→ WORK REQUIRED: Character for character, give back every line below.

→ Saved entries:
--- START ---
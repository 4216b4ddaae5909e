//! UI container handles.
//!
//! The presentation layer hands each controller the container its control
//! was mounted into. Controllers only use it to publish small attribute
//! values (like `in-charge`) and to listen to the container's toggle input.
//! Cloning a container clones the handle, not the element.

use std::{cell::RefCell, collections::HashMap, rc::Rc};

use crate::event::Observers;

/// What a container hosts.
#[derive(Debug, Clone, Copy, PartialEq, Eq, Hash)]
pub enum ContainerKind {
    AxisRings,
    ModeSwitch,
    DirectionalPad,
    FastDrop,
}

#[derive(Default)]
struct ToggleState {
    checked: bool,
    on_change: Observers<bool>,
}

/// Checkbox-like input inside a container.
#[derive(Clone, Default)]
pub struct ToggleInput {
    inner: Rc<RefCell<ToggleState>>,
}

impl ToggleInput {
    pub fn is_checked(&self) -> bool {
        self.inner.borrow().checked
    }

    /// Sets the checked state, notifying listeners when it changes.
    pub fn set_checked(&self, checked: bool) {
        let listeners = {
            let mut state = self.inner.borrow_mut();
            if state.checked == checked {
                return;
            }
            state.checked = checked;
            state.on_change.snapshot()
        };
        for listener in listeners {
            listener(&checked);
        }
    }

    pub fn on_change(&self, listener: impl Fn(&bool) + 'static) {
        self.inner.borrow_mut().on_change.subscribe(listener);
    }
}

/// Handle to a mounted control container.
#[derive(Clone)]
pub struct ControlContainer {
    kind: ContainerKind,
    attributes: Rc<RefCell<HashMap<String, String>>>,
    toggle: ToggleInput,
}

impl ControlContainer {
    pub fn new(kind: ContainerKind) -> Self {
        Self {
            kind,
            attributes: Rc::default(),
            toggle: ToggleInput::default(),
        }
    }

    pub fn kind(&self) -> ContainerKind {
        self.kind
    }

    pub fn set_attribute(&self, key: &str, value: impl Into<String>) {
        self.attributes
            .borrow_mut()
            .insert(key.to_string(), value.into());
    }

    pub fn attribute(&self, key: &str) -> Option<String> {
        self.attributes.borrow().get(key).cloned()
    }

    pub fn toggle(&self) -> &ToggleInput {
        &self.toggle
    }

    /// Whether two handles refer to the same container.
    pub fn ptr_eq(&self, other: &ControlContainer) -> bool {
        Rc::ptr_eq(&self.attributes, &other.attributes)
    }
}

impl std::fmt::Debug for ControlContainer {
    fn fmt(&self, f: &mut std::fmt::Formatter<'_>) -> std::fmt::Result {
        f.debug_struct("ControlContainer")
            .field("kind", &self.kind)
            .field("attributes", &self.attributes.borrow())
            .finish()
    }
}

#[cfg(test)]
mod tests {
    use std::cell::Cell;

    use super::*;

    #[test]
    fn attributes_are_shared_between_handles() {
        let a = ControlContainer::new(ContainerKind::AxisRings);
        let b = a.clone();
        a.set_attribute("in-charge", "self");
        assert_eq!(b.attribute("in-charge").as_deref(), Some("self"));
        assert!(a.ptr_eq(&b));
        assert!(!a.ptr_eq(&ControlContainer::new(ContainerKind::AxisRings)));
    }

    #[test]
    fn toggle_notifies_only_on_change() {
        let container = ControlContainer::new(ContainerKind::ModeSwitch);
        let hits = Rc::new(Cell::new(0));
        let h = hits.clone();
        container.toggle().on_change(move |_| h.set(h.get() + 1));

        container.toggle().set_checked(true);
        container.toggle().set_checked(true);
        container.toggle().set_checked(false);
        assert_eq!(hits.get(), 2);
    }
}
--- END ---
→ TASK RESPONSE:
repository 4216b4ddaae5909e
//! UI container handles.
//!
//! The presentation layer hands each controller the container its control
//! was mounted into. Controllers only use it to publish small attribute
//! values (like `in-charge`) and to listen to the container's toggle input.
//! Cloning a container clones the handle, not the element.

use std::{cell::RefCell, collections::HashMap, rc::Rc};

use crate::event::Observers;

/// What a container hosts.
#[derive(Debug, Clone, Copy, PartialEq, Eq, Hash)]
pub enum ContainerKind {
    AxisRings,
    ModeSwitch,
    DirectionalPad,
    FastDrop,
}

#[derive(Default)]
struct ToggleState {
    checked: bool,
    on_change: Observers<bool>,
}

/// Checkbox-like input inside a container.
#[derive(Clone, Default)]
pub struct ToggleInput {
    inner: Rc<RefCell<ToggleState>>,
}

impl ToggleInput {
    pub fn is_checked(&self) -> bool {
        self.inner.borrow().checked
    }

    /// Sets the checked state, notifying listeners when it changes.
    pub fn set_checked(&self, checked: bool) {
        let listeners = {
            let mut state = self.inner.borrow_mut();
            if state.checked == checked {
                return;
            }
            state.checked = checked;
            state.on_change.snapshot()
        };
        for listener in listeners {
            listener(&checked);
        }
    }

    pub fn on_change(&self, listener: impl Fn(&bool) + 'static) {
        self.inner.borrow_mut().on_change.subscribe(listener);
    }
}

/// Handle to a mounted control container.
#[derive(Clone)]
pub struct ControlContainer {
    kind: ContainerKind,
    attributes: Rc<RefCell<HashMap<String, String>>>,
    toggle: ToggleInput,
}

impl ControlContainer {
    pub fn new(kind: ContainerKind) -> Self {
        Self {
            kind,
            attributes: Rc::default(),
            toggle: ToggleInput::default(),
        }
    }

    pub fn kind(&self) -> ContainerKind {
        self.kind
    }

    pub fn set_attribute(&self, key: &str, value: impl Into<String>) {
        self.attributes
            .borrow_mut()
            .insert(key.to_string(), value.into());
    }

    pub fn attribute(&self, key: &str) -> Option<String> {
        self.attributes.borrow().get(key).cloned()
    }

    pub fn toggle(&self) -> &ToggleInput {
        &self.toggle
    }

    /// Whether two handles refer to the same container.
    pub fn ptr_eq(&self, other: &ControlContainer) -> bool {
        Rc::ptr_eq(&self.attributes, &other.attributes)
    }
}

impl std::fmt::Debug for ControlContainer {
    fn fmt(&self, f: &mut std::fmt::Formatter<'_>) -> std::fmt::Result {
        f.debug_struct("ControlContainer")
            .field("kind", &self.kind)
            .field("attributes", &self.attributes.borrow())
            .finish()
    }
}

#[cfg(test)]
mod tests {
    use std::cell::Cell;

    use super::*;

    #[test]
    fn attributes_are_shared_between_handles() {
        let a = ControlContainer::new(ContainerKind::AxisRings);
        let b = a.clone();
        a.set_attribute("in-charge", "self");
        assert_eq!(b.attribute("in-charge").as_deref(), Some("self"));
        assert!(a.ptr_eq(&b));
        assert!(!a.ptr_eq(&ControlContainer::new(ContainerKind::AxisRings)));
    }

    #[test]
    fn toggle_notifies_only_on_change() {
        let container = ControlContainer::new(ContainerKind::ModeSwitch);
        let hits = Rc::new(Cell::new(0));
        let h = hits.clone();
        container.toggle().on_change(move |_| h.set(h.get() + 1));

        container.toggle().set_checked(true);
        container.toggle().set_checked(true);
        container.toggle().set_checked(false);
        assert_eq!(hits.get(), 2);
    }
}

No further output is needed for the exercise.